In which lines of the data does the string "PathBuf" appear? Copy every one.

(Extracted records)
⁂
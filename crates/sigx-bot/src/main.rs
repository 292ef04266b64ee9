//! sigx - Signal Execution Engine - Entry Point
//!
//! Executes one trade signal: sizes it, places the legs, waits for the
//! private stream to confirm them and prints the report as JSON.

use anyhow::{Context, Result};
use clap::Parser;
use rust_decimal::Decimal;
use sigx_bot::{AppConfig, ExecutionOrchestrator, ExecutionPlanner};
use sigx_core::{Direction, Price, Signal};
use sigx_executor::ApiCredentials;
use std::path::{Path, PathBuf};
use std::process::ExitCode;
use tracing::{info, warn};

const DEFAULT_CONFIG_PATH: &str = "config/default.toml";

/// Execute a trade signal as margin orders
#[derive(Parser, Debug)]
#[command(version, about, long_about = None)]
struct Args {
    /// Configuration file path (can also be set via SIGX_CONFIG env var)
    #[arg(short, long)]
    config: Option<PathBuf>,

    /// Signal as a JSON file
    #[arg(long, conflicts_with_all = ["ticker", "direction", "entry", "target", "stoploss"])]
    signal: Option<PathBuf>,

    /// Base ticker, e.g. SOL
    #[arg(long)]
    ticker: Option<String>,

    /// LONG or SHORT
    #[arg(long)]
    direction: Option<Direction>,

    /// Entry prices (comma separated)
    #[arg(long, value_delimiter = ',')]
    entry: Vec<Decimal>,

    /// Target prices in order (comma separated); the first is the take-profit
    #[arg(long, value_delimiter = ',')]
    target: Vec<Decimal>,

    /// Stop loss price
    #[arg(long)]
    stoploss: Option<Decimal>,

    /// Resolve and size only; print the legs without placing anything
    #[arg(long)]
    dry_run: bool,
}

fn load_signal(args: &Args) -> Result<Signal> {
    if let Some(path) = &args.signal {
        let content = std::fs::read_to_string(path)
            .with_context(|| format!("Failed to read signal file {}", path.display()))?;
        return serde_json::from_str(&content).context("Failed to parse signal file");
    }

    let ticker = args.ticker.clone().context("--ticker or --signal is required")?;
    let direction = args.direction.context("--direction is required")?;
    let prices = |values: &[Decimal]| -> Vec<Price> {
        values.iter().copied().map(Price::new).collect()
    };
    Ok(Signal::new(
        ticker,
        direction,
        prices(&args.entry),
        prices(&args.target),
        args.stoploss.map(Price::new),
    ))
}

fn config_path(args: &Args) -> Option<PathBuf> {
    if let Some(path) = args
        .config
        .clone()
        .or_else(|| std::env::var("SIGX_CONFIG").ok().map(PathBuf::from))
    {
        return Some(path);
    }
    let default = Path::new(DEFAULT_CONFIG_PATH);
    if default.exists() {
        Some(default.to_path_buf())
    } else {
        warn!(path = DEFAULT_CONFIG_PATH, "Config file not found, using defaults");
        None
    }
}

#[tokio::main]
async fn main() -> Result<ExitCode> {
    // Initialize TLS crypto provider (must be before any WS connections)
    sigx_ws::init_crypto();

    let args = Args::parse();

    sigx_telemetry::init_logging()?;

    info!("Starting sigx v{}", env!("CARGO_PKG_VERSION"));

    let path = config_path(&args);
    info!(config_path = ?path, "Loading configuration");
    let config = AppConfig::load(path.as_deref())?;
    info!(
        rest_url = %config.rest_url,
        ws_url = %config.ws_url,
        leverage = config.order.leverage,
        usd_amount = %config.order.usd_amount,
        leg_mode = ?config.order.leg_mode,
        "Configuration loaded"
    );

    let signal = load_signal(&args)?;

    if args.dry_run {
        let plan = ExecutionPlanner::new(&config)?.plan(&signal).await?;
        println!("{}", serde_json::to_string_pretty(&plan)?);
        return Ok(ExitCode::SUCCESS);
    }

    let credentials = ApiCredentials::from_env(&config.credentials.source())?;
    let orchestrator = ExecutionOrchestrator::new(config, credentials)?;
    let report = orchestrator.execute(&signal).await?;
    println!("{}", serde_json::to_string_pretty(&report)?);

    if report.outcome.is_confirmed() {
        Ok(ExitCode::SUCCESS)
    } else {
        Ok(ExitCode::from(2))
    }
}
//! Structured logging initialization.

use crate::error::{TelemetryError, TelemetryResult};
use tracing_subscriber::{fmt, layer::SubscriberExt, util::SubscriberInitExt, EnvFilter};

/// Filter used when `RUST_LOG` is unset.
pub const DEFAULT_FILTER: &str = "info,sigx=debug";

/// Initialize structured logging.
///
/// JSON output when `RUST_ENV=production`, pretty output otherwise.
/// Fails if a global subscriber is already installed.
pub fn init_logging() -> TelemetryResult<()> {
    let env_filter =
        EnvFilter::try_from_default_env().unwrap_or_else(|_| EnvFilter::new(DEFAULT_FILTER));

    let is_production = std::env::var("RUST_ENV")
        .map(|v| v == "production")
        .unwrap_or(false);

    let result = if is_production {
        tracing_subscriber::registry()
            .with(env_filter)
            .with(
                fmt::layer()
                    .json()
                    .with_current_span(true)
                    .with_span_list(true),
            )
            .try_init()
    } else {
        tracing_subscriber::registry()
            .with(env_filter)
            .with(fmt::layer().pretty().with_target(true))
            .try_init()
    };

    result.map_err(|e| TelemetryError::LoggingInit(e.to_string()))
}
⁂
Answer to this exercise -
use std::path::{Path, PathBuf};
    config: Option<PathBuf>,
    signal: Option<PathBuf>,
fn config_path(args: &Args) -> Option<PathBuf> {
        .or_else(|| std::env::var("SIGX_CONFIG").ok().map(PathBuf::from))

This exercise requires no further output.